6.12.05
The poor stay poor
a minimum wage SUIT column by Chris Jungle

My first job in Albuquerque was at the famous Frontier Restaurant. It's located across from the campus of The University of New Mexico. Known for their buttery cinnamon rolls, green chili stew and four rooms available for dining, the 24-hour greasy spoon is a must stop for any Route 66 traveler. They employ more than one hundred people, and the owners have a good deal of pull in the city. As a freshman in college, I usually worked the swing shift (4 - 10 p.m.) and got paid minimum wage. Back then, minimum wage was $5.15 an hour.

Flash forward twelve years to the present where minimum wage is now a whopping $5.15 an hour. City councilor Martin Heinrich (the councilor in my district) introduced a bill to raise minimum wage in the city of Albuquerque from $5.15 to $7.15. Businesses with 10 or fewer employees would be exempt. It sounded reasonable to me and actually very proactive and progressive.

Back in my minimum wage Frontier days, I was just out for whatever money I could get. I paid rent, utilities, and lived with six guys in a three bedroom house. Everyone had their little corner, but I paid extra for my own room. I had the good life. We didn't think of it as living in poverty. We were just college students.

To think of making a living at $5.15 an hour these days is quite frightening. An eight hour day equates to $41.20 before taxes. A full day's work for forty bucks? What kind of a scam is that? It's not like minimum wage employment is the easiest work either. It usually involves digging a ditch, serving up greasy food, or cleaning the scum off stuff no one wants to touch. Waiting tables is even worse. $2.13 an hour plus tips. Slavery plus tips. Smile, dance, entertain and you get an extra five dollars.

I liked the fact that the city was doing something the federal government doesn't seem concerned with these days: the poor. I truly believe that a society is only as good as its poorest citizens. Most social problems have a 'bubble up from the bottom' effect. If the poor are comfortable, then there are less burglaries and vandalism. Crime goes down, violence goes down. When the poor are desperate, they revert to animalistic ways. They beat each other up, smash car windows for stereos, wave guns at everyone, and mental illness reigns.

An extra two dollars an hour won't bump up minimum wagers to a much bigger tax bracket, but an extra ten bucks a day is something. That's fifty bucks more a week for full timers and two hundred more dollars a month. I think everyone would like an extra two Benjamins a month. Even the rich can see the value of such a thing, right?

Wrrrrrrrrrooooooooooong! The Albuquerque city councilors voted 5-4 to defeat the minimum wage measure and went one step further to deny the local voters the right to choose for themselves on the issue in the October 4 election. Petitions are still circulating to fight the measure, and I signed my name a couple weeks ago. Four out of the five naysayers stated that they thought it was state or federal issue. Not local. Here's the sound bites:

"It's a federal issue, and I urge Congress to move forward in looking at it," says no-voter Tina Cummins.

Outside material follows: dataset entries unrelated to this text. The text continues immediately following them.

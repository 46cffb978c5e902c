//! Game Table
//!
//! Everything about a game that stays fixed once it is initialized:
//! players, stake, escrow ladder and ledger parameters. Every transaction
//! in the tree is a pure function of the table and the move being made.

use crate::config::GameConfig;
use crate::core::amount::Amount;
use crate::core::keys::AccountId;
use crate::error::GameError;
use crate::game::board::mover;
use crate::game::escrow::EscrowLadder;
use crate::ledger::account::Account;
use crate::ledger::network::Network;
use crate::ledger::LedgerError;

/// Fixed parameters of one game.
#[derive(Clone, Debug)]
pub struct GameTable {
    players: [Account; 2],
    bet: Amount,
    escrow: EscrowLadder,
    network: Network,
    config: GameConfig,
}

impl GameTable {
    /// Build a table, rejecting a negative stake or one that cannot be
    /// doubled.
    pub fn new(
        players: [Account; 2],
        bet: Amount,
        escrow: EscrowLadder,
        config: GameConfig,
    ) -> Result<Self, GameError> {
        if bet.is_negative() || bet.checked_mul(2).is_none() {
            return Err(GameError::InvalidBet(bet));
        }
        Ok(Self {
            players,
            bet,
            escrow,
            network: config.network(),
            config,
        })
    }

    /// Players, index 0 first.
    pub fn players(&self) -> &[Account; 2] {
        &self.players
    }

    /// Identity of player `index`.
    pub fn player_id(&self, index: usize) -> AccountId {
        self.players[index].id
    }

    /// Stake per player (zero for none).
    pub fn bet(&self) -> Amount {
        self.bet
    }

    /// Escrow ladder.
    pub fn escrow(&self) -> &EscrowLadder {
        &self.escrow
    }

    /// Network transactions are bound to.
    pub fn network(&self) -> &Network {
        &self.network
    }

    /// Ledger parameters.
    pub fn config(&self) -> &GameConfig {
        &self.config
    }

    /// Source account for the transaction of `round`.
    ///
    /// Each player moves every other round, so their sequence advances by
    /// one per round pair. All siblings at one round share a sequence
    /// value; only one of them is ever submitted.
    pub fn mover_account(&self, round: u8) -> Result<Account, LedgerError> {
        self.players[mover(round)].offset((round >> 1) as i64)
    }
}

#[cfg(test)]
mod tests {
    use super::*;

    fn players() -> [Account; 2] {
        [
            Account::new(AccountId::new([1; 32]), 100),
            Account::new(AccountId::new([2; 32]), 200),
        ]
    }

    #[test]
    fn test_mover_account_sequences() {
        let table = GameTable::new(players(), Amount::ZERO, EscrowLadder::generate(), GameConfig::default()).unwrap();

        // Index 1 plays odd rounds at offsets 0, 1, 2, 3, 4.
        assert_eq!(table.mover_account(1).unwrap(), Account::new(AccountId::new([2; 32]), 200));
        assert_eq!(table.mover_account(3).unwrap().sequence, 201);
        assert_eq!(table.mover_account(9).unwrap().sequence, 204);

        // Index 0 plays even rounds at offsets 1, 2, 3, 4.
        assert_eq!(table.mover_account(2).unwrap(), Account::new(AccountId::new([1; 32]), 101));
        assert_eq!(table.mover_account(8).unwrap().sequence, 104);
    }

    #[test]
    fn test_mover_account_near_sequence_limit() {
        let players = [
            Account::new(AccountId::new([1; 32]), i64::MAX - 1),
            Account::new(AccountId::new([2; 32]), 5),
        ];
        let table = GameTable::new(players, Amount::ZERO, EscrowLadder::generate(), GameConfig::default()).unwrap();
        assert_eq!(table.mover_account(2).unwrap().sequence, i64::MAX);
        assert!(matches!(table.mover_account(4), Err(LedgerError::SequenceOverflow { .. })));
        assert_eq!(table.mover_account(9).unwrap().sequence, 9);
    }

    #[test]
    fn test_invalid_bets_rejected() {
        let negative = GameTable::new(players(), Amount::from_stroops(-1), EscrowLadder::generate(), GameConfig::default());
        assert!(matches!(negative, Err(GameError::InvalidBet(_))));

        let huge = GameTable::new(players(), Amount::from_stroops(i64::MAX), EscrowLadder::generate(), GameConfig::default());
        assert!(matches!(huge, Err(GameError::InvalidBet(_))));
    }
}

"There are certain things this council should deal with, and there are certain things a council shouldn't. I don't know if this is a local issue," says uh-uh voter Brad Winter.

"I don't think this is a local issue. I think it's a federal issue. I would like to see Congress take it up," says nope voter Sally Mayer.

"I believe it's certainly a national issue. It's at least a state issue. Even if it's not a state issue, it's regional issue," says no-man Michael Cardigan.

"If we're talking about tax rebates or tax credits for businesses, I'd support it," says vote against Craig Loy.

There you have it. The majority of our local councilors pass off their duties to the U.S. Congress. How's that for a cop out for helping the poor? Wait for Congress to do something? Wow, that's about as lame an excuse as a local councilor could muster. They say it's not a city issue, even though Santa Fe (which is 60 miles north of us) passed a bill upping their local minimum wage to over nine dollars. They say it's a regional issue, and Albuquerque has a third of the entire state's population. Sounds like a region to me. Since the bill was about the poor, one guy just couldn't see beyond tax rebates. Very weird. It's only not a local issue if no one in town makes minimum wage. There are plenty who do.

Even the Frontier Restaurant began hiring people for $7.50 an hour many years ago. They realized they get more loyal employees if they paid them more. Go figure. Maybe more people would move to Albuquerque if the low wages were better than the nation's standard. Maybe crime would go down. Maybe, maybe, maybe. As for now, the poor stay just as poor, and our city councilors continue to collect much more than minimum wage.


Chris Jungle is not paid by the hour. He is an independent contractor who drives a Yellow Cab. He earns money one ride at a time.